At the end of an iteration, it's not required to release a software product. Scrum calls this an Increment, and other methodologies may have different names. The purpose is the same - at the end of your iteration, have something that is in a state that could be delivered to a customer or user.
I can't speak to the specifics of Service Now (and this community does not provide support for specific products or tools), but what you want should be achievable. I currently use Jira, so I can describe our flow there.
Backlog items start in Open. When a developer cuts a branch (for a code change) or starts working on an item (for something that isn't code), the ticket is moved to In Progress. When the work is being reviewed, it goes to Under Review. Once the development team says it's done, it goes to QA Review (I work in a regulated industry, so we need independent test of all work) and then Ready for Release. It stays there until the release is done, at which point things are moved to Released and then fall off the board. Any item that is in the "Ready for Release" is considered done and counts toward our burn down.
I would recommend consulting the support channels for your tool. My recommendation would be to have a "Done" column that indicates that your work is done, however you define it, and is ready to release. Then, be able to put the item into a "Released" state, at which point it falls off the board. Ideally, things that are Done would count toward items completed in your sprint, but you'd also want them to stay on the board until they are actually released and the release team can move them to the Released state. Filters can show/hide these from the development team, if necessary.

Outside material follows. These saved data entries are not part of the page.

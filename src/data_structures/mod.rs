pub mod indexed_heap;

pub use indexed_heap::IndexedMinHeap;
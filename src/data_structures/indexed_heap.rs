use std::fmt::Debug;

/// Position marker for vertices that have been extracted (settled)
const ABSENT: usize = usize::MAX;

/// An array-backed binary min-heap over vertex ids with decrease-key support.
///
/// Entries are `(vertex, key)` pairs ordered by `(key, vertex)`, so among equal
/// keys the lowest vertex id is extracted first. A parallel position index maps
/// each vertex to its slot in the heap array (or a sentinel once extracted) and
/// is updated on every swap, which gives O(1) `contains` and O(log V) `decrease_key`.
///
/// Heap layout is 0-indexed: the children of slot `i` are `2i + 1` and `2i + 2`.
#[derive(Debug, Clone)]
pub struct IndexedMinHeap<W>
where
    W: Copy + Ord + Debug,
{
    /// Heap array of (vertex, key) pairs
    entries: Vec<(usize, W)>,

    /// Vertex -> slot in `entries`, or `ABSENT`
    positions: Vec<usize>,
}

impl<W> IndexedMinHeap<W>
where
    W: Copy + Ord + Debug,
{
    /// Builds a heap holding every vertex `0..keys.len()` with its initial key.
    ///
    /// Runs in O(V) using bottom-up heapification.
    pub fn build(keys: &[W]) -> Self {
        let mut heap = IndexedMinHeap {
            entries: keys.iter().copied().enumerate().collect(),
            positions: (0..keys.len()).collect(),
        };

        for slot in (0..heap.entries.len() / 2).rev() {
            heap.sift_down(slot);
        }

        heap
    }

    /// Returns the number of vertices still in the heap
    pub fn len(&self) -> usize {
        self.entries.len()
    }

    /// Returns true if no vertices remain
    pub fn is_empty(&self) -> bool {
        self.entries.is_empty()
    }

    /// Returns true if `vertex` has not been extracted yet
    pub fn contains(&self, vertex: usize) -> bool {
        self.positions
            .get(vertex)
            .map_or(false, |&slot| slot != ABSENT)
    }

    /// Returns the current key of a vertex that is still in the heap
    pub fn key_of(&self, vertex: usize) -> Option<W> {
        if self.contains(vertex) {
            Some(self.entries[self.positions[vertex]].1)
        } else {
            None
        }
    }

    /// Returns the minimum entry without removing it
    pub fn peek(&self) -> Option<(usize, W)> {
        self.entries.first().copied()
    }

    /// Removes and returns the entry with the smallest key.
    ///
    /// Returns `None` once the heap is empty; that is the normal end of a run.
    pub fn extract_min(&mut self) -> Option<(usize, W)> {
        if self.entries.is_empty() {
            return None;
        }

        let last = self.entries.len() - 1;
        self.swap(0, last);
        let root = self.entries.pop()?;
        self.positions[root.0] = ABSENT;

        if !self.entries.is_empty() {
            self.sift_down(0);
        }

        Some(root)
    }

    /// Lowers the key of `vertex` to `new_key` and restores heap order.
    ///
    /// # Panics
    ///
    /// Panics if `vertex` is not in the heap or `new_key` is not strictly
    /// smaller than its current key. Callers check [`contains`](Self::contains)
    /// and compare keys first; reaching either case is a bug.
    pub fn decrease_key(&mut self, vertex: usize, new_key: W) {
        assert!(
            self.contains(vertex),
            "invariant violation: decrease_key on vertex {} which is not in the heap",
            vertex
        );
        let slot = self.positions[vertex];
        assert!(
            new_key < self.entries[slot].1,
            "invariant violation: decrease_key on vertex {} from {:?} to non-smaller {:?}",
            vertex,
            self.entries[slot].1,
            new_key
        );

        self.entries[slot].1 = new_key;
        self.sift_up(slot);
    }

    /// Verifies the heap-order property and that the position index matches the array.
    pub fn check_invariants(&self) -> bool {
        let ordered = (1..self.entries.len()).all(|i| !self.less(i, (i - 1) / 2));

        let indexed = self
            .entries
            .iter()
            .enumerate()
            .all(|(slot, &(vertex, _))| self.positions.get(vertex) == Some(&slot));

        let present = self.positions.iter().filter(|&&slot| slot != ABSENT).count();

        ordered && indexed && present == self.entries.len()
    }

    /// Returns true if the entry at slot `a` orders strictly before the one at `b`
    fn less(&self, a: usize, b: usize) -> bool {
        let (va, ka) = self.entries[a];
        let (vb, kb) = self.entries[b];
        (ka, va) < (kb, vb)
    }

    /// Swaps two slots, keeping the position index in step
    fn swap(&mut self, a: usize, b: usize) {
        self.entries.swap(a, b);
        self.positions[self.entries[a].0] = a;
        self.positions[self.entries[b].0] = b;
    }

    fn sift_up(&mut self, mut slot: usize) {
        while slot > 0 {
            let parent = (slot - 1) / 2;
            if !self.less(slot, parent) {
                break;
            }
            self.swap(slot, parent);
            slot = parent;
        }
    }

    fn sift_down(&mut self, mut slot: usize) {
        let len = self.entries.len();
        loop {
            let left = 2 * slot + 1;
            let right = 2 * slot + 2;
            let mut smallest = slot;

            if left < len && self.less(left, smallest) {
                smallest = left;
            }
            if right < len && self.less(right, smallest) {
                smallest = right;
            }
            if smallest == slot {
                break;
            }

            self.swap(slot, smallest);
            slot = smallest;
        }
    }
}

If the tool that you have doesn't support your process, then you have decisions to make. In my opinion, tools (especially expensive ones) should conform to the way that you work. However, you may not be able to simply change the tool and you don't want to fight the tool - it'll only make doing your job harder. So you need to evaluate the workflows that the tool gives you and see if there's something comparable. Perhaps small changes to your process, maybe in conjunction with configuration changes to the tools, can bring you to something that works well.